Seguramente a mis compañeros les hayan hecho preguntas del tipo: ¿Geólogo verdad? O… ¿Tú respondes a las preguntas azules del Trivial, no? O la que más me gusta… ¿Eso de los ríos, países, cabos y golfos no? A lo cual le sigue el cambio de expresión y color facial correspondiente; y te preguntas como has invertido 4 años de tu vida en estudiar países, ríos y golfos para responder al Trivial.trivi

En mi definición he intentado explicar de forma sencilla qué puede hacer un geógrafo, y lo que siempre se me viene a la cabeza es la idea de proceso. Proceso entendido como interacción entre nuestra casa, la Tierra, y las actividades que realiza el hombre en Ella. A riesgo de resultar simplista, creo que expresa la esencia de esta disciplina a la perfección.

 

¿Qué aporta la Geografía?

Un geógrafo se siente cómodo trabajando en entornos multidisciplinares, porque el conocimiento de diferentes “saberes” nos dota de una especial visión de conjunto y nos hace valorar y respetar a las otras disciplinas.
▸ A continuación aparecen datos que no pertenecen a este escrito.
//! Appointment domain models and parameters.
//!
//! Provides the domain model for booked services along with the parameter types for
//! creating, partially updating and listing appointments. Listing filters are derived
//! from the requesting user's role so that clients and manicures only ever see their
//! own appointments.

use chrono::{DateTime, Utc};

use crate::{
    model::{
        appointment::{
            AppointmentDto, AppointmentStatus, CreateAppointmentDto, UpdateAppointmentDto,
        },
        user::UserRole,
    },
    server::model::{
        add_on::{add_ons_from_entity, AddOn},
        user::User,
    },
};

impl From<entity::sea_orm_active_enums::AppointmentStatus> for AppointmentStatus {
    fn from(status: entity::sea_orm_active_enums::AppointmentStatus) -> Self {
        use entity::sea_orm_active_enums::AppointmentStatus as Stored;

        match status {
            Stored::Pending => Self::Pending,
            Stored::Confirmed => Self::Confirmed,
            Stored::Cancelled => Self::Cancelled,
            Stored::Completed => Self::Completed,
        }
    }
}

impl From<AppointmentStatus> for entity::sea_orm_active_enums::AppointmentStatus {
    fn from(status: AppointmentStatus) -> Self {
        match status {
            AppointmentStatus::Pending => Self::Pending,
            AppointmentStatus::Confirmed => Self::Confirmed,
            AppointmentStatus::Cancelled => Self::Cancelled,
            AppointmentStatus::Completed => Self::Completed,
        }
    }
}

/// A booked service instance linking a client, a manicure and a service.
#[derive(Debug, Clone, PartialEq)]
pub struct Appointment {
    /// Unique identifier assigned by the database.
    pub id: i32,
    /// Catalog service being booked.
    pub service_id: i32,
    /// Free-text duration label, e.g. "1h30".
    pub estimated_duration: String,
    pub scheduled_at: DateTime<Utc>,
    pub client_id: i32,
    /// Manicure performing the service.
    pub staff_id: i32,
    pub status: AppointmentStatus,
    pub add_ons: Vec<AddOn>,
    /// Optimistic concurrency counter, incremented on every successful update.
    pub version: i32,
    pub created_at: DateTime<Utc>,
}

impl Appointment {
    /// Converts an entity model to a domain model at the repository boundary.
    pub fn from_entity(entity: entity::appointment::Model) -> Self {
        Self {
            id: entity.id,
            service_id: entity.service_id,
            estimated_duration: entity.estimated_duration,
            scheduled_at: entity.scheduled_at,
            client_id: entity.client_id,
            staff_id: entity.staff_id,
            status: entity.status.into(),
            add_ons: add_ons_from_entity(entity.add_ons),
            version: entity.version,
            created_at: entity.created_at,
        }
    }

    /// Converts the domain model to a DTO at the controller boundary.
    pub fn into_dto(self) -> AppointmentDto {
        AppointmentDto {
            id: self.id,
            service_id: self.service_id,
            estimated_duration: self.estimated_duration,
            scheduled_at: self.scheduled_at,
            client_id: self.client_id,
            staff_id: self.staff_id,
            status: self.status,
            add_ons: self.add_ons.into_iter().map(AddOn::into_dto).collect(),
            version: self.version,
            created_at: self.created_at,
        }
    }

    /// Whether `user` may read or modify this appointment.
    ///
    /// Admins see everything, manicures see the appointments assigned to them and
    /// clients see their own bookings.
    pub fn is_visible_to(&self, user: &User) -> bool {
        match user.role {
            UserRole::Admin => true,
            UserRole::Manicure => self.staff_id == user.id,
            UserRole::Client => self.client_id == user.id,
        }
    }
}

/// Parameters for booking a new appointment.
#[derive(Debug, Clone)]
pub struct CreateAppointmentParam {
    pub service_id: i32,
    pub estimated_duration: String,
    pub scheduled_at: DateTime<Utc>,
    pub client_id: i32,
    pub staff_id: i32,
    pub status: AppointmentStatus,
    pub add_ons: Vec<AddOn>,
}

impl CreateAppointmentParam {
    /// Converts the request body, booking for `client_id` when the body names no client.
    pub fn from_dto(client_id: i32, dto: CreateAppointmentDto) -> Self {
        Self {
            service_id: dto.service_id,
            estimated_duration: dto.estimated_duration,
            scheduled_at: dto.scheduled_at,
            client_id: dto.client_id.unwrap_or(client_id),
            staff_id: dto.staff_id,
            status: dto.status.unwrap_or_default(),
            add_ons: dto.add_ons.into_iter().map(AddOn::from_dto).collect(),
        }
    }
}

/// Partial appointment update. `None` leaves the stored value untouched.
#[derive(Debug, Clone, Default, PartialEq)]
pub struct AppointmentChanges {
    pub service_id: Option<i32>,
    pub estimated_duration: Option<String>,
    pub scheduled_at: Option<DateTime<Utc>>,
    pub client_id: Option<i32>,
    pub staff_id: Option<i32>,
    pub status: Option<AppointmentStatus>,
    pub add_ons: Option<Vec<AddOn>>,
}

/// Update request: the changes plus the version the caller based them on, if any.
#[derive(Debug, Clone, Default, PartialEq)]
pub struct UpdateAppointmentParam {
    pub changes: AppointmentChanges,
    pub expected_version: Option<i32>,
}

impl UpdateAppointmentParam {
    pub fn from_dto(dto: UpdateAppointmentDto) -> Self {
        Self {
            changes: AppointmentChanges {
                service_id: dto.service_id,
                estimated_duration: dto.estimated_duration,
                scheduled_at: dto.scheduled_at,
                client_id: dto.client_id,
                staff_id: dto.staff_id,
                status: dto.status,
                add_ons: dto
                    .add_ons
                    .map(|add_ons| add_ons.into_iter().map(AddOn::from_dto).collect()),
            },
            expected_version: dto.version,
        }
    }
}

/// Filter for listing appointments. Unset fields do not restrict the result.
#[derive(Debug, Clone, Default, PartialEq, Eq)]
pub struct AppointmentFilter {
    pub client_id: Option<i32>,
    pub staff_id: Option<i32>,
    pub status: Option<AppointmentStatus>,
}

impl AppointmentFilter {
    /// Restricts a listing to what `user` is allowed to see.
    pub fn for_user(user: &User, status: Option<AppointmentStatus>) -> Self {
        match user.role {
            UserRole::Admin => Self {
                status,
                ..Default::default()
            },
            UserRole::Manicure => Self {
                staff_id: Some(user.id),
                status,
                ..Default::default()
            },
            UserRole::Client => Self {
                client_id: Some(user.id),
                status,
                ..Default::default()
            },
        }
    }
}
No se trata en querer ser “otra cosa”. Se trata de tener las herramientas necesarias para poder identificar los diferentes elementos que condicionan un proceso del territorio que tiene como protagonista al hombre.

En definitiva, ser capaz de cambiar de escala y de tomar diferentes enfoques al observar un problema.

De entre los muchos ejemplos que podría poner, el que resulte un poco más obvio es la aplicación de la Geografía a la resolución de cuestiones del medio natural (o medio ambientales), ya sea en afecciones de actividades humanas sobre este, o en su ordenación y gestión.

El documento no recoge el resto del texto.